How to end the DocumentVisitor at a specific place

here’s my code :

@Override
    public int visitRowStart(Row row) throws Exception {

        String text = row.toString(SaveFormat.TEXT).trim().replace(" ", "");
        if (text.isEmpty() || text.trim().isBlank()) {
            return VisitorAction.CONTINUE;
        }

        if (endOfCover(text)) {
            return VisitorAction.STOP;
        }

        System.out.println("Processing Row:  " + row.toString(SaveFormat.TEXT));
        System.out.println("End of Row");

        processChineseText(text, zhData);

        processEnglishText(text, enData);

        String paraText = text.trim();

        if (isChineseApplyForThesis(text)) {
            if (lastRow != null) {
                zhData.put("标题", chCollectedText.toString().trim());
                zhData.put("书脊标题", spineTitle.toString().trim().replaceAll("\\r?\\n", ""));
            }
            chCollectedText.setLength(0);
            spineTitle.setLength(0);
        } else {
            chCollectedText.append(paraText).append(ControlChar.PARAGRAPH_BREAK);
            spineTitle.append(paraText);
        }

        if (isEnglishApplyForThesis(text)) {
            if (lastRow != null) {
                enData.put("标题", enCollectedText.toString().trim());
                enData.put("书脊标题", enCollectedText.toString().trim());
            }
            enCollectedText.setLength(0);
        } else {
            enCollectedText.append(paraText).append(ControlChar.PARAGRAPH_BREAK);
        }

        lastRow = row;

        return VisitorAction.CONTINUE;
    }

and the endOfCover :

 private boolean endOfCover(String text) {
        return text.matches(ConverterUtils.keywordToRegex("中文摘要")) ||
                text.matches(ConverterUtils.keywordToRegex("摘要")) ||
                text.matches(ConverterUtils.keywordToRegex("学位论文公开评阅人和答辩委员会名单")) ||
                text.matches(ConverterUtils.keywordToRegex("关于学位论文使用授权的说明"));
    }

but it seems didn’t work. how can i fix my method, the the DocumentVisitor will pause at the given place. like ‘endofCover’?

@Madecho

To ensure that your DocumentVisitor stops processing at a specific point, you need to return VisitorAction.STOP from the visitRowStart method when the condition defined in your endOfCover method is met.

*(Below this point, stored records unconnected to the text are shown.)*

//! Site Pattern Core Library
//!
//! This crate provides the pattern engine behind per-site content settings:
//! patterns such as `[*.]google.com`, `https://*:443` or
//! `file:///tmp/test.html` are canonicalized, validated, matched against URLs
//! and ordered by specificity so that the most specific of several matching
//! rules wins.
//!
//! # Architecture
//!
//! Raw text or a URL is turned into [`PatternParts`], canonicalized, validated
//! under the strict or legacy rule set and frozen into an immutable
//! [`Pattern`]. Invalid input never errors: it becomes the invalid pattern,
//! which matches nothing.
//!
//! # Modules
//!
//! - `types`: Pattern parts, validation modes and content settings
//! - `url`: Host and port helpers over parsed URLs
//! - `canon`: Canonicalization of raw parts
//! - `validate`: Strict and legacy validation
//! - `builder`: Fluent builder and the pure build pipeline
//! - `pattern`: The immutable pattern value and its factories
//! - `matcher`: URL matching
//! - `compare`: Precedence ordering
//! - `parser`: Textual grammar
//! - `wire`: Binary messages for inter-process transport
//! - `rules`: Ordered rule sets with most-specific-first lookup

pub mod builder;
pub mod canon;
pub mod compare;
pub mod matcher;
pub mod parser;
pub mod pattern;
pub mod rules;
pub mod types;
pub mod url;
pub mod validate;
pub mod wire;

// Re-export commonly used types
pub use builder::{build, try_build, BuildError, Builder};
pub use compare::{PrecedenceKey, Relation};
pub use pattern::Pattern;
pub use rules::{parse_rule_list, PairKey, ParseStats, PatternPair, Rule, RuleError, RuleSet};
pub use types::{ContentSetting, PatternParts, ValidationMode};
pub use wire::{MessageReader, WireError};
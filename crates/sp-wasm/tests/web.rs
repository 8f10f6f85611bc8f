#![cfg(target_arch = "wasm32")]

use sp_wasm::{canonicalize, compare, is_valid, load_rules, lookup, matches};
use wasm_bindgen_test::*;

#[wasm_bindgen_test]
fn canonical_forms() {
    assert_eq!(canonicalize("[*.]Example.COM", false).as_deref(), Some("[*.]example.com"));
    assert_eq!(canonicalize("file:///", false), None);
    assert_eq!(canonicalize("file:///", true).as_deref(), Some("file:///"));
    assert!(is_valid("https://*:443"));
    assert!(!is_valid("goo*gle.com"));
}

#[wasm_bindgen_test]
fn matching_and_ordering() {
    assert!(matches("[*.]google.com", "https://mail.google.com/inbox"));
    assert!(!matches("[*.]google.com", "https://example.org/"));
    assert!(!matches("[*.]google.com", "not a url"));
    assert_eq!(compare("mail.google.com", "[*.]google.com"), 1);
    assert_eq!(compare("[*.]google.com", "mail.google.com"), -1);
    assert_eq!(compare("a.com", "a.com"), 0);
}

#[wasm_bindgen_test]
fn rule_lookup() {
    assert!(load_rules("* ask\n[*.]google.com block\nmail.google.com allow\n").is_ok());
    assert_eq!(lookup("https://mail.google.com/", None).as_deref(), Some("allow"));
    assert_eq!(lookup("https://docs.google.com/", None).as_deref(), Some("block"));
    assert_eq!(lookup("https://example.org/", None).as_deref(), Some("ask"));
}
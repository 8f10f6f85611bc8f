//! Pattern construction
//!
//! [`Builder`] accumulates raw parts through fluent setters; nothing is
//! checked until [`Builder::build`]. The pipeline itself is the pure
//! function [`try_build`]: canonicalize, validate, then verify that
//! canonicalization is idempotent.

use crate::canon::canonicalize;
use crate::compare::Relation;
use crate::pattern::Pattern;
use crate::types::{PatternParts, ValidationMode};
use crate::validate::validate_with;

/// Reason a set of parts was rejected.
#[derive(Debug, Clone, PartialEq, Eq, thiserror::Error)]
pub enum BuildError {
    #[error("pattern was explicitly marked invalid")]
    Explicit,
    #[error("parts could not be canonicalized (domain wildcard on an IP literal)")]
    Canonicalization,
    #[error("parts rejected by {0:?} validation")]
    Validation(ValidationMode),
    #[error("canonicalization is not idempotent")]
    NotIdempotent,
}

/// Build a pattern from raw parts, reporting why it was rejected.
///
/// `Ok` always carries a valid pattern.
pub fn try_build(parts: &PatternParts, mode: ValidationMode) -> Result<Pattern, BuildError> {
    let canonical = canonicalize(parts).ok_or(BuildError::Canonicalization)?;

    if !validate_with(&canonical, mode) {
        return Err(BuildError::Validation(mode));
    }

    // Canonicalizing again must not change the meaning of the pattern,
    // whichever validation mode accepted it.
    let twice = canonicalize(&canonical).ok_or(BuildError::NotIdempotent)?;
    let pattern = Pattern::from_canonical(canonical);
    if pattern.compare(&Pattern::from_canonical(twice)) != Relation::Identity {
        return Err(BuildError::NotIdempotent);
    }

    Ok(pattern)
}

/// Build a pattern from raw parts; any rejection yields the invalid pattern.
pub fn build(parts: &PatternParts, mode: ValidationMode) -> Pattern {
    match try_build(parts, mode) {
        Ok(pattern) => pattern,
        Err(e) => {
            log::debug!("rejecting pattern parts {parts:?}: {e}");
            Pattern::invalid()
        }
    }
}

// =============================================================================
// Builder
// =============================================================================

/// Fluent accumulator for pattern parts.
///
/// ```
/// use sp_core::Builder;
///
/// let pattern = Builder::new()
///     .with_scheme("https")
///     .with_domain_wildcard()
///     .with_host("example.com")
///     .with_port("443")
///     .build();
/// assert_eq!(pattern.to_string(), "https://[*.]example.com:443");
/// ```
#[derive(Debug, Clone, Default)]
#[must_use]
pub struct Builder {
    parts: PatternParts,
    invalid: bool,
    mode: ValidationMode,
}

impl Builder {
    /// Builder validating with the strict rule set.
    pub fn new() -> Self {
        Self::with_mode(ValidationMode::Strict)
    }

    /// Builder validating with the legacy rule set.
    pub fn legacy() -> Self {
        Self::with_mode(ValidationMode::Legacy)
    }

    pub fn with_mode(mode: ValidationMode) -> Self {
        Self {
            parts: PatternParts::default(),
            invalid: false,
            mode,
        }
    }

    pub fn with_scheme(mut self, scheme: impl Into<String>) -> Self {
        self.parts.scheme = scheme.into();
        self
    }

    pub fn with_scheme_wildcard(mut self) -> Self {
        self.parts.scheme.clear();
        self.parts.is_scheme_wildcard = true;
        self
    }

    pub fn with_host(mut self, host: impl Into<String>) -> Self {
        self.parts.host = host.into();
        self
    }

    pub fn with_domain_wildcard(mut self) -> Self {
        self.parts.has_domain_wildcard = true;
        self
    }

    pub fn with_port(mut self, port: impl Into<String>) -> Self {
        self.parts.port = port.into();
        self
    }

    pub fn with_port_wildcard(mut self) -> Self {
        self.parts.port.clear();
        self.parts.is_port_wildcard = true;
        self
    }

    pub fn with_path(mut self, path: impl Into<String>) -> Self {
        self.parts.path = path.into();
        self
    }

    pub fn with_path_wildcard(mut self) -> Self {
        self.parts.path.clear();
        self.parts.is_path_wildcard = true;
        self
    }

    /// Mark the pattern invalid regardless of its parts.
    pub fn invalid(mut self) -> Self {
        self.invalid = true;
        self
    }

    pub fn mode(&self) -> ValidationMode {
        self.mode
    }

    /// Raw, not yet canonicalized parts.
    pub fn parts(&self) -> &PatternParts {
        &self.parts
    }

    pub fn try_build(self) -> Result<Pattern, BuildError> {
        if self.invalid {
            return Err(BuildError::Explicit);
        }
        try_build(&self.parts, self.mode)
    }

    pub fn build(self) -> Pattern {
        if self.invalid {
            return Pattern::invalid();
        }
        build(&self.parts, self.mode)
    }
}

#[cfg(test)]
mod tests {
    use super::*;

    #[test]
    fn test_builds_canonical_pattern() {
        let pattern = Builder::new()
            .with_scheme("HTTP")
            .with_host("WWW.Google.com.")
            .with_port_wildcard()
            .build();
        let parts = pattern.parts().expect("pattern should be valid");
        assert_eq!(parts.scheme, "http");
        assert_eq!(parts.host, "www.google.com");
        assert!(parts.is_port_wildcard);
    }

    #[test]
    fn test_explicit_invalid() {
        let builder = Builder::new().with_scheme_wildcard().with_domain_wildcard().with_port_wildcard();
        assert!(builder.clone().build().is_valid());
        assert!(!builder.clone().invalid().build().is_valid());
        assert_eq!(builder.invalid().try_build(), Err(BuildError::Explicit));
    }

    #[test]
    fn test_rejection_reasons() {
        let ip_wildcard = Builder::new()
            .with_scheme_wildcard()
            .with_domain_wildcard()
            .with_host("10.0.0.1")
            .with_port_wildcard();
        assert_eq!(ip_wildcard.try_build(), Err(BuildError::Canonicalization));

        let no_port = Builder::new().with_scheme("http").with_host("a.com");
        assert_eq!(no_port.try_build(), Err(BuildError::Validation(ValidationMode::Strict)));

        let legacy_concrete = Builder::legacy()
            .with_scheme("http")
            .with_host("a.com")
            .with_port_wildcard();
        assert_eq!(
            legacy_concrete.try_build(),
            Err(BuildError::Validation(ValidationMode::Legacy))
        );
    }

    #[test]
    fn test_not_idempotent() {
        // Each canonicalization pass trims one more trailing dot.
        let parts = crate::parser::parse_parts("a.com..").expect("spec should split");
        assert_eq!(try_build(&parts, ValidationMode::Strict), Err(BuildError::NotIdempotent));
        assert!(!build(&parts, ValidationMode::Strict).is_valid());

        let built = Builder::new()
            .with_scheme_wildcard()
            .with_host("a.com..")
            .with_port_wildcard()
            .try_build();
        assert_eq!(built, Err(BuildError::NotIdempotent));
    }

    #[test]
    fn test_wildcard_setters_clear_values() {
        let builder = Builder::new()
            .with_scheme("http")
            .with_scheme_wildcard()
            .with_port("80")
            .with_port_wildcard()
            .with_path("/a")
            .with_path_wildcard();
        assert!(builder.parts().wildcards_consistent());
        assert!(builder.parts().scheme.is_empty());
    }

    #[test]
    fn test_mode_selection() {
        assert_eq!(Builder::new().mode(), ValidationMode::Strict);
        assert_eq!(Builder::legacy().mode(), ValidationMode::Legacy);

        // "/" is only acceptable to the legacy rules
        let strict = Builder::new().with_scheme("file").with_path("/").build();
        let legacy = Builder::legacy().with_scheme("file").with_path("/").build();
        assert!(!strict.is_valid());
        assert!(legacy.is_valid());
    }
}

From your provided code, it looks like you are already checking for the end condition with the endOfCover method. However, if the visitor is not stopping as expected, you might want to ensure that the endOfCover method is correctly identifying the text that should trigger the stop action.

Here’s a refined version of your visitRowStart method with some additional debugging output to help you trace the flow:

@Override
public int visitRowStart(Row row) throws Exception {
    String text = row.toString(SaveFormat.TEXT).trim().replace(" ", "");
    if (text.isEmpty() || text.trim().isBlank()) {
        return VisitorAction.CONTINUE;
    }

    // Debugging output to see the text being processed
    System.out.println("Processing Row: " + text);

    if (endOfCover(text)) {
        System.out.println("Stopping at Row: " + text); // Debugging output
        return VisitorAction.STOP; // This should stop the visitor
    }

    // Continue processing as normal
    processChineseText(text, zhData);
    processEnglishText(text, enData);

    String paraText = text.trim();
    if (isChineseApplyForThesis(text)) {
        if (lastRow != null) {
            zhData.put("标题", chCollectedText.toString().trim());
            zhData.put("书脊标题", spineTitle.toString().trim().replaceAll("\\r?\\n", ""));
        }
        chCollectedText.setLength(0);
        spineTitle.setLength(0);
    } else {
        chCollectedText.append(paraText).append(ControlChar.PARAGRAPH_BREAK);
        spineTitle.append(paraText);
    }

    if (isEnglishApplyForThesis(text)) {
        if (lastRow != null) {
            enData.put("标题", enCollectedText.toString().trim());
            enData.put("书脊标题", enCollectedText.toString().trim());
        }
        enCollectedText.setLength(0);
    } else {
        enCollectedText.append(paraText).append(ControlChar.PARAGRAPH_BREAK);
    }

    lastRow = row;
    return VisitorAction.CONTINUE;
}

Key Points:

  1. Debugging Output: I’ve added print statements to help you see what text is being processed and when the stop condition is triggered. This can help you verify that the endOfCover method is being called correctly.
  2. Return Value: Ensure that VisitorAction.STOP is returned when the condition is met, which should halt further processing of the document.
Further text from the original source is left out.